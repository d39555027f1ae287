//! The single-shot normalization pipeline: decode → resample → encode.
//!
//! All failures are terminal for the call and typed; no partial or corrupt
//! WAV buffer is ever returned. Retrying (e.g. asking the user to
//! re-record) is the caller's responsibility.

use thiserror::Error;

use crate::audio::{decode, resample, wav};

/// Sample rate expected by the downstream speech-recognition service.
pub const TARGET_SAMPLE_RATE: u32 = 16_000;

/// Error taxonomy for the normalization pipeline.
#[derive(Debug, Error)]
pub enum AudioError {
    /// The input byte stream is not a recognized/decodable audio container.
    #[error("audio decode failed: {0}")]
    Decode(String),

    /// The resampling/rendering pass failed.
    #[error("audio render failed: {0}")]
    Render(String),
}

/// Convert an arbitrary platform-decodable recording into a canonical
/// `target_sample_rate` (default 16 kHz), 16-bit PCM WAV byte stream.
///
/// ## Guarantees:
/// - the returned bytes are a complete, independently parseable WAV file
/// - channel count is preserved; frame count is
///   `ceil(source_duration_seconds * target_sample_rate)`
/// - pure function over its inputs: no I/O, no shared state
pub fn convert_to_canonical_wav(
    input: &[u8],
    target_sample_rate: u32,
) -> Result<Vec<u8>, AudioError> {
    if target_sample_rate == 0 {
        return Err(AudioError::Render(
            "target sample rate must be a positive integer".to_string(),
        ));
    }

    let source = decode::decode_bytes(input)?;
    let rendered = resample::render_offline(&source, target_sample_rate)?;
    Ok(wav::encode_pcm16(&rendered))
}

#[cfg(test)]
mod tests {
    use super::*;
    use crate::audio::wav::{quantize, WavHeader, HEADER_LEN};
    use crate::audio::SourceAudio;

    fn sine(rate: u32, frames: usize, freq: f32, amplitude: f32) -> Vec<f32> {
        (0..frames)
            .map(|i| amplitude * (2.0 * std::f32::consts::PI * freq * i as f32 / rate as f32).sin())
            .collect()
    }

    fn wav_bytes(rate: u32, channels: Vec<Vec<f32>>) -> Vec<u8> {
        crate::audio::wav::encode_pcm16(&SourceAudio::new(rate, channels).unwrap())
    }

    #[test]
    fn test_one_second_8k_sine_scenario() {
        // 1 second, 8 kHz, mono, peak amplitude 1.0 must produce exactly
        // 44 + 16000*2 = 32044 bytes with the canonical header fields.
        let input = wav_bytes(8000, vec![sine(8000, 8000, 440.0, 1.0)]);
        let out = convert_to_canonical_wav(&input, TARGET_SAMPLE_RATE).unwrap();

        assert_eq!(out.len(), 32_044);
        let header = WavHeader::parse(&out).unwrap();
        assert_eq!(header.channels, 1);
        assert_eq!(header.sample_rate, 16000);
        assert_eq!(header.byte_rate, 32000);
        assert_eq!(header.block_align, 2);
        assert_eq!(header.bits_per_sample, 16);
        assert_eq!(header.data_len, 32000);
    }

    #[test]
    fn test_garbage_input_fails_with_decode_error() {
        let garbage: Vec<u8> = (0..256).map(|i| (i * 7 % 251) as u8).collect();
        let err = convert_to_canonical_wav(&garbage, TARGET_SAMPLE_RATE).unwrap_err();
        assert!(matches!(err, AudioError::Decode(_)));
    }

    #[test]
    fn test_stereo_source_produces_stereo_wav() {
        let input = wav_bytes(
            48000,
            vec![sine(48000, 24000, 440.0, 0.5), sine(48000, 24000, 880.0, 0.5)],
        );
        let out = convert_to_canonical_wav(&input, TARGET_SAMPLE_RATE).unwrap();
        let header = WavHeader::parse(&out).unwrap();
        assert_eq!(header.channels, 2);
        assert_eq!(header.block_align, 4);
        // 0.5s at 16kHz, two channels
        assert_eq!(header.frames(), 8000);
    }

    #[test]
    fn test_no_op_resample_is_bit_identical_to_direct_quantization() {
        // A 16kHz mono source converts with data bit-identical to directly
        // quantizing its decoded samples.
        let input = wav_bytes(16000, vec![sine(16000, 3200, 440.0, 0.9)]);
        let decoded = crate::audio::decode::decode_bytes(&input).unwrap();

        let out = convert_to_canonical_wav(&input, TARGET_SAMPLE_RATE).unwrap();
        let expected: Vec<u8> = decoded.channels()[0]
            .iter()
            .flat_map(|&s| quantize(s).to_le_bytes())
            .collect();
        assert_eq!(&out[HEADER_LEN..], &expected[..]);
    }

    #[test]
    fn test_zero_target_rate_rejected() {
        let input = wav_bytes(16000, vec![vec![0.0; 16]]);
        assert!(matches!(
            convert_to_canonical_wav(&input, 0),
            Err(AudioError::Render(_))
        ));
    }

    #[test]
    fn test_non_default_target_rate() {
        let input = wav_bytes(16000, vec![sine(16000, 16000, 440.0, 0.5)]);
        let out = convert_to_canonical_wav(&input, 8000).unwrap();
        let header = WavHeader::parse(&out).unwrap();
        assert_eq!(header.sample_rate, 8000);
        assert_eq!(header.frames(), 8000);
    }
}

####

Exercise >> Considering only the data above, return the lines in which "frames" occurs.

Reply >>
    fn sine(rate: u32, frames: usize, freq: f32, amplitude: f32) -> Vec<f32> {
        (0..frames)
        assert_eq!(header.frames(), 8000);
        assert_eq!(header.frames(), 8000);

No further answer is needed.